Select Committee on Adoption and Children Bill Minutes of Evidence


Annex 1

Post Adoption Support: Adoption Allowances

  Lowe and Murch's Research (Supporting Adoption; reframing the approach, BAAF 1999) which covered children adopted above the age of five years, showed that 61 per cent of the families responding to the postal questionnaire received an adoption allowance. However, figures from Barnardo's show that only 15 out of 52 (29 per cent) of children placed by them during 1998-99 and only 16 out of 68 (23.5 per cent) in 1999-2000 were eligible for adoption allowances.

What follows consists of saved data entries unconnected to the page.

//! Input handling

use crossterm::event::{Event, KeyCode, KeyEvent, KeyModifiers, MouseEventKind};

/// Processed input action
#[derive(Debug, Clone, PartialEq, Eq)]
pub enum Action {
    /// Regular character input
    Char(char),
    /// Enter/submit
    Submit,
    Backspace,
    Delete,
    Left,
    Right,
    /// Start of input line
    Home,
    /// End of input line
    End,
    /// Scroll transcript up a page
    PageUp,
    /// Scroll transcript down a page
    PageDown,
    /// Scroll transcript up a few lines (mouse wheel)
    ScrollUp,
    /// Scroll transcript down a few lines (mouse wheel)
    ScrollDown,
    /// Jump to the top of the transcript
    ScrollTop,
    /// Jump to the bottom of the transcript
    ScrollBottom,
    /// Escape
    Escape,
    /// Ctrl+C (interrupt)
    Interrupt,
    /// Ctrl+R (regenerate last reply)
    Reload,
    /// Ctrl+L (clear conversation)
    Clear,
    /// Ctrl+U (clear line)
    ClearLine,
    /// Ctrl+W (delete word)
    DeleteWord,
    /// Bracketed paste
    Paste(String),
    /// Quit application
    Quit,
    /// Unknown/unhandled
    Unknown,
}

/// Convert a crossterm key event to an action
pub fn key_to_action(event: KeyEvent) -> Action {
    let KeyEvent {
        code, modifiers, ..
    } = event;

    if modifiers.contains(KeyModifiers::CONTROL) {
        return match code {
            KeyCode::Char('c') => Action::Interrupt,
            KeyCode::Char('r') => Action::Reload,
            KeyCode::Char('l') => Action::Clear,
            KeyCode::Char('u') => Action::ClearLine,
            KeyCode::Char('w') => Action::DeleteWord,
            KeyCode::Char('q') | KeyCode::Char('d') => Action::Quit,
            KeyCode::Home => Action::ScrollTop,
            KeyCode::End => Action::ScrollBottom,
            _ => Action::Unknown,
        };
    }

    if modifiers.contains(KeyModifiers::ALT) {
        return Action::Unknown;
    }

    match code {
        KeyCode::Char(c) => Action::Char(c),
        KeyCode::Enter => Action::Submit,
        KeyCode::Backspace => Action::Backspace,
        KeyCode::Delete => Action::Delete,
        KeyCode::Left => Action::Left,
        KeyCode::Right => Action::Right,
        KeyCode::Up => Action::ScrollUp,
        KeyCode::Down => Action::ScrollDown,
        KeyCode::Home => Action::Home,
        KeyCode::End => Action::End,
        KeyCode::PageUp => Action::PageUp,
        KeyCode::PageDown => Action::PageDown,
        KeyCode::Esc => Action::Escape,
        _ => Action::Unknown,
    }
}

/// Convert a crossterm event to an action
pub fn event_to_action(event: Event) -> Option<Action> {
    match event {
        Event::Key(key_event) => Some(key_to_action(key_event)),
        Event::Paste(text) => Some(Action::Paste(text)),
        Event::Mouse(mouse) => match mouse.kind {
            MouseEventKind::ScrollUp => Some(Action::ScrollUp),
            MouseEventKind::ScrollDown => Some(Action::ScrollDown),
            _ => None,
        },
        _ => None,
    }
}

#[cfg(test)]
mod tests {
    use super::*;

    fn ctrl(c: char) -> KeyEvent {
        KeyEvent::new(KeyCode::Char(c), KeyModifiers::CONTROL)
    }

    #[test]
    fn test_control_keys() {
        assert_eq!(key_to_action(ctrl('r')), Action::Reload);
        assert_eq!(key_to_action(ctrl('c')), Action::Interrupt);
        assert_eq!(key_to_action(ctrl('q')), Action::Quit);
        assert_eq!(key_to_action(ctrl('x')), Action::Unknown);
    }

    #[test]
    fn test_plain_keys() {
        let key = |code| KeyEvent::new(code, KeyModifiers::NONE);
        assert_eq!(key_to_action(key(KeyCode::Char('r'))), Action::Char('r'));
        assert_eq!(key_to_action(key(KeyCode::Enter)), Action::Submit);
        assert_eq!(key_to_action(key(KeyCode::Esc)), Action::Escape);
        assert_eq!(key_to_action(key(KeyCode::PageUp)), Action::PageUp);
    }

    #[test]
    fn test_paste_event() {
        let action = event_to_action(Event::Paste("jazz".to_string()));
        assert_eq!(action, Some(Action::Paste("jazz".to_string())));
        assert_eq!(event_to_action(Event::FocusGained), None);
    }
}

The postal survey in the Lowe and Murch study was conducted in Autumn 1994, so there is some possibility that the position has worsened. (While some of the children placed by Barnardo's may have been younger than those in the Lowe and Murch study, they were all children that the local authorities referring them to Barnardo's had considered hard to place.)

  The Lowe and Murch study gives examples of the inconsistencies encountered by adoptive families, including one where the family had adopted children from two different local authorities whose attitudes contrasted sharply; with one "(their) attitude is very much you're taking on older children, difficult children who need an awful lot of support and therefore you've got enough worries without having to worry about money and they were very generous and still are". With the other authority the same mother felt that she had to fight for support, even for a large sibling placement.

  BAAF's study Surveying Adoption (Ivaldi 2000) showed (not surprisingly) that single adopters were more likely to need an adoption allowance than couples (53 per cent compared with 14 per cent) although where adoption by foster carers was proposed there was little difference between the expected need for an allowance for single carers compared with couples (45 per cent compared with 39 per cent).